[Start of Attachment]
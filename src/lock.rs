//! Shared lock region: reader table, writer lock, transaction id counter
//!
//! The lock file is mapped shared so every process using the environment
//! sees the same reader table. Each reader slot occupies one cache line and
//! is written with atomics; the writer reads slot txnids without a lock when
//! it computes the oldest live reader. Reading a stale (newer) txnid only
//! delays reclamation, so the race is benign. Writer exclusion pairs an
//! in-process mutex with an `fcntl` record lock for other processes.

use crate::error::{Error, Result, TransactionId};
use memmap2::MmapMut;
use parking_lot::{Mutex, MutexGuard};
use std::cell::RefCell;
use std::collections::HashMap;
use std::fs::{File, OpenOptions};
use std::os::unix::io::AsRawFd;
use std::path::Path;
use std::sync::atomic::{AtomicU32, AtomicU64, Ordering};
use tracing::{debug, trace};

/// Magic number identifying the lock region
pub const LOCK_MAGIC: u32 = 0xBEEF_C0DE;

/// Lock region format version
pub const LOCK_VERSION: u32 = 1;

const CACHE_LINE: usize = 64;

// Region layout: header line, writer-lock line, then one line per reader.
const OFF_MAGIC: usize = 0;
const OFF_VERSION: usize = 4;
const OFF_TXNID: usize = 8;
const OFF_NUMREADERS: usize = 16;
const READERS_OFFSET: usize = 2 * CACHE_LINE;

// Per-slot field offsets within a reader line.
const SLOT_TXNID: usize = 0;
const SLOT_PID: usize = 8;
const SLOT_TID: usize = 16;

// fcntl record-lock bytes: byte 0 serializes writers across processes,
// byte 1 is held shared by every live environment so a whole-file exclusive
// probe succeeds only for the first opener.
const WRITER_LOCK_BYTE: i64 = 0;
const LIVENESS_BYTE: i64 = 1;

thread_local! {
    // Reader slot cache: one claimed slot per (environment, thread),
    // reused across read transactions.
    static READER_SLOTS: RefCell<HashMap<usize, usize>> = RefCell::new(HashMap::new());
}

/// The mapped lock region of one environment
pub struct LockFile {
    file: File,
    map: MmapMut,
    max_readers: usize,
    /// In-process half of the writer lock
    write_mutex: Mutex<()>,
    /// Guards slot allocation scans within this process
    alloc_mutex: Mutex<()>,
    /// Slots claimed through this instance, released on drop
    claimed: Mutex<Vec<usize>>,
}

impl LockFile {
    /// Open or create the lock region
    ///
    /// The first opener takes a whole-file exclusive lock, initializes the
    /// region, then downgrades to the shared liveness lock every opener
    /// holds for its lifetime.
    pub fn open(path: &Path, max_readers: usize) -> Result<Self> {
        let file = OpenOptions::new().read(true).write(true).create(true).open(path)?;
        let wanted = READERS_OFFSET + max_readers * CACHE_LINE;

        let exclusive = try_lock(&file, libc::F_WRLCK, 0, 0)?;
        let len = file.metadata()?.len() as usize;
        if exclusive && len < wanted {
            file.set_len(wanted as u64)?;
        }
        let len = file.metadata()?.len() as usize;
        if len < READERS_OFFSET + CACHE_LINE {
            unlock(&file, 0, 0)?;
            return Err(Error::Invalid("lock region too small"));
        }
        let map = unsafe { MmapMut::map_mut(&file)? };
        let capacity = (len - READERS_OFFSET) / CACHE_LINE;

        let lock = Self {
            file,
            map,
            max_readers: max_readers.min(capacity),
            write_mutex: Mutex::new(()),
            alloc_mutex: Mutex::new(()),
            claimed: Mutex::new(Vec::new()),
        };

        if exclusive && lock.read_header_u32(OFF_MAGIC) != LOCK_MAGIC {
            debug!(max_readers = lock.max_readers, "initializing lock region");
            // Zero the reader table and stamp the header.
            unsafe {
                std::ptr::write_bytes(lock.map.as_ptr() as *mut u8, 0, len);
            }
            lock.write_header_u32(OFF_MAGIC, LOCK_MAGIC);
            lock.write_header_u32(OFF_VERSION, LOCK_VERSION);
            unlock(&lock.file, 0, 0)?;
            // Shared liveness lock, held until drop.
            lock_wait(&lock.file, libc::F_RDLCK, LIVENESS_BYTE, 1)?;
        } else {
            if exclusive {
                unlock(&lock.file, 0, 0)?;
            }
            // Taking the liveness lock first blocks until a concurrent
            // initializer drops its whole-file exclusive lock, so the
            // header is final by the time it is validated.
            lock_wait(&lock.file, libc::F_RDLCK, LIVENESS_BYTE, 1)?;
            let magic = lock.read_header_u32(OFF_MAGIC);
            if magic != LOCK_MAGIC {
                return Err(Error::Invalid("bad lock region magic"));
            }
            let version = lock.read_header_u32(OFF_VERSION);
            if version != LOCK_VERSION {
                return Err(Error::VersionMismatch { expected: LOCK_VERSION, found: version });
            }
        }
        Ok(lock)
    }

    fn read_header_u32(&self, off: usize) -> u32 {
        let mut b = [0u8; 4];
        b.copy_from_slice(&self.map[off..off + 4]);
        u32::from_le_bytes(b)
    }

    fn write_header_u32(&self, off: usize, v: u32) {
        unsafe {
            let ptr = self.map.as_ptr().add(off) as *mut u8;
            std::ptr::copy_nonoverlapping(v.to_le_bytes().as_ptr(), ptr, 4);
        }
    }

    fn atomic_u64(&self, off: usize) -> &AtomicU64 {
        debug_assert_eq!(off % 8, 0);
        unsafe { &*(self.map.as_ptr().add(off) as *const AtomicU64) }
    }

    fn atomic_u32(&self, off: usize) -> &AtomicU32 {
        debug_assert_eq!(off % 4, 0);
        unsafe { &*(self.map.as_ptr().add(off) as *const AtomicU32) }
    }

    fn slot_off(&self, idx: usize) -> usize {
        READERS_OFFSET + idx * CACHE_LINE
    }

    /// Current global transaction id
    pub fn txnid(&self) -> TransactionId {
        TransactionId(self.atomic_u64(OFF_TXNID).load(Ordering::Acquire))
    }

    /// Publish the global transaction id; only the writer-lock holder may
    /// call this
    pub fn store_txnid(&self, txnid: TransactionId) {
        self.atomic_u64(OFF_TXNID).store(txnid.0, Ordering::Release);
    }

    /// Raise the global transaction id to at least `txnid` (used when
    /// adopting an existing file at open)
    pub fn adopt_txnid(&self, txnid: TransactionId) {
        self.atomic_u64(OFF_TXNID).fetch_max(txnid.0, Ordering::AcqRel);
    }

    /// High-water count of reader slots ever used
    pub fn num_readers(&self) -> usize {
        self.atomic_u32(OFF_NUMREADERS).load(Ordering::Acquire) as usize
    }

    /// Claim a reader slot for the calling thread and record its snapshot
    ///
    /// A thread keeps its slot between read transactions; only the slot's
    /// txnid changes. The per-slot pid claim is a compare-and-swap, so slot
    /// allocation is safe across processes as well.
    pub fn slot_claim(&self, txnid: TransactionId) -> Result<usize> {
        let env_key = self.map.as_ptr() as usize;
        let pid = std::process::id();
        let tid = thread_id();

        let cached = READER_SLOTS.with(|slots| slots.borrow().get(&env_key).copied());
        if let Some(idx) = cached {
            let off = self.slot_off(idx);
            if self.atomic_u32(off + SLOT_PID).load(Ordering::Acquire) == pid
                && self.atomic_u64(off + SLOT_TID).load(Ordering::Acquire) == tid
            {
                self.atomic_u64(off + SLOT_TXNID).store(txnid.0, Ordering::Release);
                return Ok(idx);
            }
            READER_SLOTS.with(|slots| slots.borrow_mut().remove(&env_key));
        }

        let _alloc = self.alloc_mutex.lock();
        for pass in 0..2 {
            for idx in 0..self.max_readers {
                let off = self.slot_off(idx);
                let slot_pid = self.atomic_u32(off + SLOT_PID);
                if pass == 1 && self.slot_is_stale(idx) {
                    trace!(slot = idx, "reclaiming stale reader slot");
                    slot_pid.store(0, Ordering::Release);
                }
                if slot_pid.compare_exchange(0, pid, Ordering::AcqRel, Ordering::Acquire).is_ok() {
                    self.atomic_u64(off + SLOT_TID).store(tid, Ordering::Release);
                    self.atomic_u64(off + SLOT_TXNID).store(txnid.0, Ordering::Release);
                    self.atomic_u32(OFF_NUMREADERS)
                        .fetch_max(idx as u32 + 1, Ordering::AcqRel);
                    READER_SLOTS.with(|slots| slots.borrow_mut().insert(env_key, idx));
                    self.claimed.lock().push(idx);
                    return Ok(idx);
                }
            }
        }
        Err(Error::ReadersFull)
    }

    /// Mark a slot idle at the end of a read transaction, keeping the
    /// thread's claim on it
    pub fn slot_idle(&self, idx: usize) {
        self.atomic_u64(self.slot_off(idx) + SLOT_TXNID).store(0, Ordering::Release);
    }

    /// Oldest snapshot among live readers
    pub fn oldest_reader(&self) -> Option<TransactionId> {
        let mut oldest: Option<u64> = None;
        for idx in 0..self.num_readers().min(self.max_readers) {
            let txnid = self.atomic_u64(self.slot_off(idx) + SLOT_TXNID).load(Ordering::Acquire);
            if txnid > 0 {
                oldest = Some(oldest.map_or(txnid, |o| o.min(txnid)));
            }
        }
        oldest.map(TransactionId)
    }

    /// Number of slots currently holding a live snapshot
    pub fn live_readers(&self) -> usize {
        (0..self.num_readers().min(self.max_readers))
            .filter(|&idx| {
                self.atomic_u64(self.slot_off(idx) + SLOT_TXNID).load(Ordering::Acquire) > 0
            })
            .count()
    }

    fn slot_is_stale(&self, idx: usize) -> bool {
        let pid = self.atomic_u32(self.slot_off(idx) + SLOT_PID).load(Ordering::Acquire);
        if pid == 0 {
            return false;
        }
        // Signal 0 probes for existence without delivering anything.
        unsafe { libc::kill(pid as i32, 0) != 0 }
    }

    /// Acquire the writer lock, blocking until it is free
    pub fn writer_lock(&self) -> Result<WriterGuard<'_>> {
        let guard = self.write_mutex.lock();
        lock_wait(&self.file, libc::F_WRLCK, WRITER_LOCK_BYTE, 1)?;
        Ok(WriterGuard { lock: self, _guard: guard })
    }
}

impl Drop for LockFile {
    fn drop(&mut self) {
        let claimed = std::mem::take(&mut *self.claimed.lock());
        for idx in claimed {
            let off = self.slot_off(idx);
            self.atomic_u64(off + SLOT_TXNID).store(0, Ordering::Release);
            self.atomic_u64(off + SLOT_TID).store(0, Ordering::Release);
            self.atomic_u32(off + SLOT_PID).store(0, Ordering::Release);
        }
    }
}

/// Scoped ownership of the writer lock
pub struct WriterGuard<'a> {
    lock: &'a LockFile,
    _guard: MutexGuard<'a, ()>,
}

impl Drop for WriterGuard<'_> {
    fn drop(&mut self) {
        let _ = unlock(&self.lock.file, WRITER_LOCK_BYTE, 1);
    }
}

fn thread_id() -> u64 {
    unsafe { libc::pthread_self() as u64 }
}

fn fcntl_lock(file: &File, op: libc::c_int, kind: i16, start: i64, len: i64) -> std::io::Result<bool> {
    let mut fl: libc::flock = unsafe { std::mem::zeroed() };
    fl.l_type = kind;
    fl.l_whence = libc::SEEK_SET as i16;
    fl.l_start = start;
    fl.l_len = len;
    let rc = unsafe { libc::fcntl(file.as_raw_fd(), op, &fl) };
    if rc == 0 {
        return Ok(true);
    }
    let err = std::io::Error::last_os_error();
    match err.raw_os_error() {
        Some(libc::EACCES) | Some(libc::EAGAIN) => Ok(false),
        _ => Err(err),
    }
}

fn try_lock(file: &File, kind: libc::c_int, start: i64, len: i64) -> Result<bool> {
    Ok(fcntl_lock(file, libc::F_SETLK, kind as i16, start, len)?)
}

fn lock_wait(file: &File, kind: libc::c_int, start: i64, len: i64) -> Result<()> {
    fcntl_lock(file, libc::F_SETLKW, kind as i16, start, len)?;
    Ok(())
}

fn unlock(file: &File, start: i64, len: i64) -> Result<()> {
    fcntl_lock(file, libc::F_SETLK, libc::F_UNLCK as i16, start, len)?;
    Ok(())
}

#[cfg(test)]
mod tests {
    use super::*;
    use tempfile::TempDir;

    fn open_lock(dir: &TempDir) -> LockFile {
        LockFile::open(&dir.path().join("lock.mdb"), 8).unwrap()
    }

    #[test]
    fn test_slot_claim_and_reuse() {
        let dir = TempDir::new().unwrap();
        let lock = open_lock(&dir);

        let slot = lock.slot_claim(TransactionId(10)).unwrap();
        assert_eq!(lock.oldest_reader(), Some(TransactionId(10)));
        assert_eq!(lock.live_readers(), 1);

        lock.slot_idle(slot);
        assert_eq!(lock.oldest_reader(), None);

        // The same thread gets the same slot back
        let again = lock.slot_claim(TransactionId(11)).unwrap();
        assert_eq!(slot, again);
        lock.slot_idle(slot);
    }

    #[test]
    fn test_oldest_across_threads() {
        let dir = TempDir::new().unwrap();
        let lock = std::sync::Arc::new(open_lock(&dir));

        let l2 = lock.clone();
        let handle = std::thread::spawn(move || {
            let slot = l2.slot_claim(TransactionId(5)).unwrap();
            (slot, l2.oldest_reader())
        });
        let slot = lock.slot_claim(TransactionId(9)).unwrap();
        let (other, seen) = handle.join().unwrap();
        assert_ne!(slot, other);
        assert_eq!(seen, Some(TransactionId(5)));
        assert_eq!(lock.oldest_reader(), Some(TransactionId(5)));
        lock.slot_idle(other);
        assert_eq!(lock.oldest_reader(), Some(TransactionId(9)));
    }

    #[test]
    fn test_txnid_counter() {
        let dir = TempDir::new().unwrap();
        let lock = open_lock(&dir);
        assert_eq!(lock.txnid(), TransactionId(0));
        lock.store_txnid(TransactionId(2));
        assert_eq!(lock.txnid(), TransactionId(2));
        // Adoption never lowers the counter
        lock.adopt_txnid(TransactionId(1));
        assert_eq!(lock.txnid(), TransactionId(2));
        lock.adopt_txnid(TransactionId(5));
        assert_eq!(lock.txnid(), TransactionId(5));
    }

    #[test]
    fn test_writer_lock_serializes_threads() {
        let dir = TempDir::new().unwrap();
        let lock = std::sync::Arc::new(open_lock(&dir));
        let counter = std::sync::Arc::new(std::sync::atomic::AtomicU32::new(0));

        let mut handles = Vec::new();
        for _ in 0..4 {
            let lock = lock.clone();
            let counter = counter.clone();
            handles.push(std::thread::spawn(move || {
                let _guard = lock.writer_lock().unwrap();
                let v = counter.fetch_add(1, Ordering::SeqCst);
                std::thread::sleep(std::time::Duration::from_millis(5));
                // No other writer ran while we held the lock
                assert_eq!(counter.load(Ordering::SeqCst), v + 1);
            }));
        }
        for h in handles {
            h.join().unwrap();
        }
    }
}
[End of Attachment]
**Activity**
Beginning at the line with "assert_eq!(lock.oldest_reader(), None);" and stopping after the line with "assert_eq!(lock.oldest_reader(), Some(TransactionId(5)));", please write out every line of the data above exactly and nothing else.

**Task answer**
        assert_eq!(lock.oldest_reader(), None);

        // The same thread gets the same slot back
        let again = lock.slot_claim(TransactionId(11)).unwrap();
        assert_eq!(slot, again);
        lock.slot_idle(slot);
    }

    #[test]
    fn test_oldest_across_threads() {
        let dir = TempDir::new().unwrap();
        let lock = std::sync::Arc::new(open_lock(&dir));

        let l2 = lock.clone();
        let handle = std::thread::spawn(move || {
            let slot = l2.slot_claim(TransactionId(5)).unwrap();
            (slot, l2.oldest_reader())
        });
        let slot = lock.slot_claim(TransactionId(9)).unwrap();
        let (other, seen) = handle.join().unwrap();
        assert_ne!(slot, other);
        assert_eq!(seen, Some(TransactionId(5)));
        assert_eq!(lock.oldest_reader(), Some(TransactionId(5)));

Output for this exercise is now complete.